Leveraging the spot market would bring in our break-even dates further as would the ability to leverage underutilized compute cycles within our processing pipelines to perform the compression.

Final caveats

I did not exhaustively verify that the data compression was lossless under all methods. At a minimum, I did verify that each tool could produce a pair of FASTQ files that contained the same number of entries as the input data.

For fqzcomp, I verified that the nucleotide information of the decompressed data exactly matches the input. However, I did notice that some of the quality scores had been altered. The authors note that all bases called as an N will have their quality score set to 0 though. I did not verify that all quality changes could be explained by this behavior.

For Spring, I verified that the nucleotide information and the quality information from the uncompressed data exactly matched the input data.

For repaq, I verified that the nucleotide information and the quality information from the ucompressed data exactly matched the input data.

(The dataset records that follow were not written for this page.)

use chrono::{Duration, Utc};
use coursepay::domain::promo::{DiscountType, PromoCode};
use coursepay::error::DomainError;
use uuid::Uuid;

fn promo(discount_type: DiscountType, discount_value: f64) -> PromoCode {
    let now = Utc::now();
    PromoCode {
        promo_code_id: Uuid::new_v4(),
        code: "WELCOME20".to_string(),
        discount_type,
        discount_value,
        is_active: true,
        valid_from: None,
        valid_until: None,
        max_uses: None,
        used_count: 0,
        min_purchase_amount: 0.0,
        applicable_courses: Vec::new(),
        created_at: now,
        updated_at: now,
    }
}

#[test]
fn invalid_outside_redemption_window() {
    let now = Utc::now();
    let mut p = promo(DiscountType::Percentage, 20.0);
    p.valid_from = Some(now - Duration::days(10));
    p.valid_until = Some(now + Duration::days(10));

    assert!(p.is_valid(now));
    assert!(!p.is_valid(now - Duration::days(11)));
    assert!(!p.is_valid(now + Duration::days(11)));
}

#[test]
fn invalid_when_inactive() {
    let mut p = promo(DiscountType::Percentage, 20.0);
    p.is_active = false;
    assert!(!p.is_valid(Utc::now()));
}

#[test]
fn usage_cap_boundary() {
    let mut p = promo(DiscountType::Percentage, 20.0);
    p.max_uses = Some(5);

    p.used_count = 4;
    assert!(p.is_valid(Utc::now()));

    p.used_count = 5;
    assert!(!p.is_valid(Utc::now()));
}

#[test]
fn empty_course_set_applies_to_everything() {
    let p = promo(DiscountType::Percentage, 20.0);
    assert!(p.can_apply_to_course(Uuid::new_v4()));
}

#[test]
fn course_restriction_is_a_membership_test() {
    let allowed = Uuid::new_v4();
    let mut p = promo(DiscountType::Percentage, 20.0);
    p.applicable_courses = vec![allowed];

    assert!(p.can_apply_to_course(allowed));
    assert!(!p.can_apply_to_course(Uuid::new_v4()));
}

#[test]
fn percentage_discount_rounds_to_cents() {
    let p = promo(DiscountType::Percentage, 20.0);
    assert_eq!(p.calculate_discount(150.0).unwrap(), 30.0);

    let p = promo(DiscountType::Percentage, 33.333);
    assert_eq!(p.calculate_discount(10.0).unwrap(), 3.33);

    // half-way case on an exactly-representable value rounds up
    let p = promo(DiscountType::Percentage, 12.5);
    assert_eq!(p.calculate_discount(1.0).unwrap(), 0.13);
}

#[test]
fn fixed_discount_is_capped_at_subtotal() {
    let p = promo(DiscountType::Fixed, 50.0);
    assert_eq!(p.calculate_discount(30.0).unwrap(), 30.0);
    assert_eq!(p.calculate_discount(100.0).unwrap(), 50.0);
}

#[test]
fn below_minimum_purchase_is_an_error_not_a_zero() {
    let mut p = promo(DiscountType::Percentage, 20.0);
    p.min_purchase_amount = 50.0;

    let err = p.calculate_discount(40.0).unwrap_err();
    assert!(matches!(err, DomainError::BelowMinimum(_)));

    // at the floor the discount is granted
    assert_eq!(p.calculate_discount(50.0).unwrap(), 10.0);
}

#[test]
fn discount_is_pure_and_repeatable() {
    let p = promo(DiscountType::Percentage, 20.0);
    let first = p.calculate_discount(150.0).unwrap();
    let second = p.calculate_discount(150.0).unwrap();
    assert_eq!(first, second);
}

During uBAM and uCRAM creation, the input reads are sorted by read name, making comparison of the uncompressed and initial data more challenging. For now, I did verify that for at least one read the nucleotides and quality scores match exactly. Although a more thorough validation is possible, I feel fairly confident that for these two formats one can expect exact data fidelity for the nucleotides and quality scores.

In many pipelines, it may make sense to store the mapped data and throw away the original raw data. Assuming your mapped reads contain at least one full-length entry for every raw read, you should be able to revert to unmapped FASTQ input without too much struggle and you having the mapped data would allow one to restart their pipeline at the variant calling stages rather than re-map the samples in any re-runs. In this case, a mapped CRAM, potentially with compressing quality scores using native CRAM quality score compression or external tools like Crumble, probably makes the most sense.

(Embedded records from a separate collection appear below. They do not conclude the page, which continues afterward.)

use std::sync::Arc;

use axum::middleware::from_fn;
use axum::routing::{get, post};
use axum::Router;
use coursepay::config::AppConfig;
use coursepay::gateways::konnect::KonnectGateway;
use coursepay::gateways::stripe::StripeGateway;
use coursepay::gateways::GatewayRegistry;
use coursepay::repo::courses_repo::CoursesRepo;
use coursepay::repo::payments_repo::PaymentsRepo;
use coursepay::repo::promo_codes_repo::PromoCodesRepo;
use coursepay::repo::transactions_repo::TransactionsRepo;
use coursepay::service::payment_service::PaymentService;
use coursepay::service::promo_service::PromoService;
use coursepay::AppState;
use sqlx::postgres::PgPoolOptions;
use tracing_subscriber::EnvFilter;

#[tokio::main]
async fn main() -> anyhow::Result<()> {
    tracing_subscriber::fmt()
        .with_env_filter(EnvFilter::from_default_env())
        .init();

    let cfg = AppConfig::from_env();

    let pool = PgPoolOptions::new()
        .max_connections(10)
        .connect(&cfg.database_url)
        .await?;

    sqlx::migrate!("./migrations").run(&pool).await?;

    if cfg.stripe.webhook_secret.is_none() {
        tracing::warn!(
            "STRIPE_WEBHOOK_SECRET is not set: webhook signature verification is DISABLED"
        );
    }

    let client = reqwest::Client::new();
    let gateways = GatewayRegistry::new(vec![
        Arc::new(KonnectGateway::new(cfg.konnect.clone(), client.clone())),
        Arc::new(StripeGateway::new(cfg.stripe.clone(), client)),
    ]);

    let promo_codes_repo = PromoCodesRepo { pool: pool.clone() };
    let payments_repo = PaymentsRepo { pool: pool.clone() };
    let transactions_repo = TransactionsRepo { pool: pool.clone() };
    let courses_repo = CoursesRepo { pool: pool.clone() };

    let promo_service = PromoService { promo_codes_repo };
    let payment_service = PaymentService {
        payments_repo,
        transactions_repo,
        courses_repo,
        promo_service: promo_service.clone(),
        gateways,
        home_currency: cfg.home_currency.clone(),
        subscription_price: cfg.subscription_price,
    };

    let state = AppState {
        promo_service,
        payment_service,
    };

    let authed_routes = Router::new()
        .route("/checkout", post(coursepay::http::handlers::payments::checkout))
        .route(
            "/payments/:payment_id",
            get(coursepay::http::handlers::payments::get_payment),
        )
        .route(
            "/payments/:payment_id/verify",
            post(coursepay::http::handlers::payments::verify_payment),
        )
        .route(
            "/payments/:payment_id/transaction",
            get(coursepay::http::handlers::payments::get_payment_transaction),
        )
        .route(
            "/promo-codes",
            post(coursepay::http::handlers::promos::create_promo)
                .get(coursepay::http::handlers::promos::list_all_promos),
        )
        .route(
            "/promo-codes/active",
            get(coursepay::http::handlers::promos::list_active_promos),
        )
        .route(
            "/promo-codes/course/:course_id",
            get(coursepay::http::handlers::promos::list_promos_for_course),
        )
        .route(
            "/promo-codes/:promo_code_id",
            get(coursepay::http::handlers::promos::get_promo)
                .patch(coursepay::http::handlers::promos::update_promo)
                .delete(coursepay::http::handlers::promos::delete_promo),
        )
        .route(
            "/promo-codes/:promo_code_id/deactivate",
            post(coursepay::http::handlers::promos::deactivate_promo),
        )
        .layer(from_fn(coursepay::http::middleware::auth::require_identity));

    let app = Router::new()
        .route("/health", get(coursepay::http::handlers::payments::health))
        .route(
            "/promo-codes/validate",
            post(coursepay::http::handlers::promos::validate_promo),
        )
        .route(
            "/webhooks/konnect",
            post(coursepay::http::handlers::webhooks::konnect_webhook),
        )
        .route(
            "/webhooks/stripe",
            post(coursepay::http::handlers::webhooks::stripe_webhook),
        )
        .merge(authed_routes)
        .with_state(state);

    let listener = tokio::net::TcpListener::bind(&cfg.bind_addr).await?;
    tracing::info!("listening on {}", cfg.bind_addr);
    axum::serve(listener, app).await?;
    Ok(())
}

However, there are a number of cases where keeping the raw, unmapped data makes the most sense. For example, there are many analyses that may be performed that don't have a mapping stage. Also, some projects anticipate users leveraging multiple reference genomes in which case storing the data mapped to one specific reference might not make sense. For these projects, leveraging one of the tools above might be the most appropriate.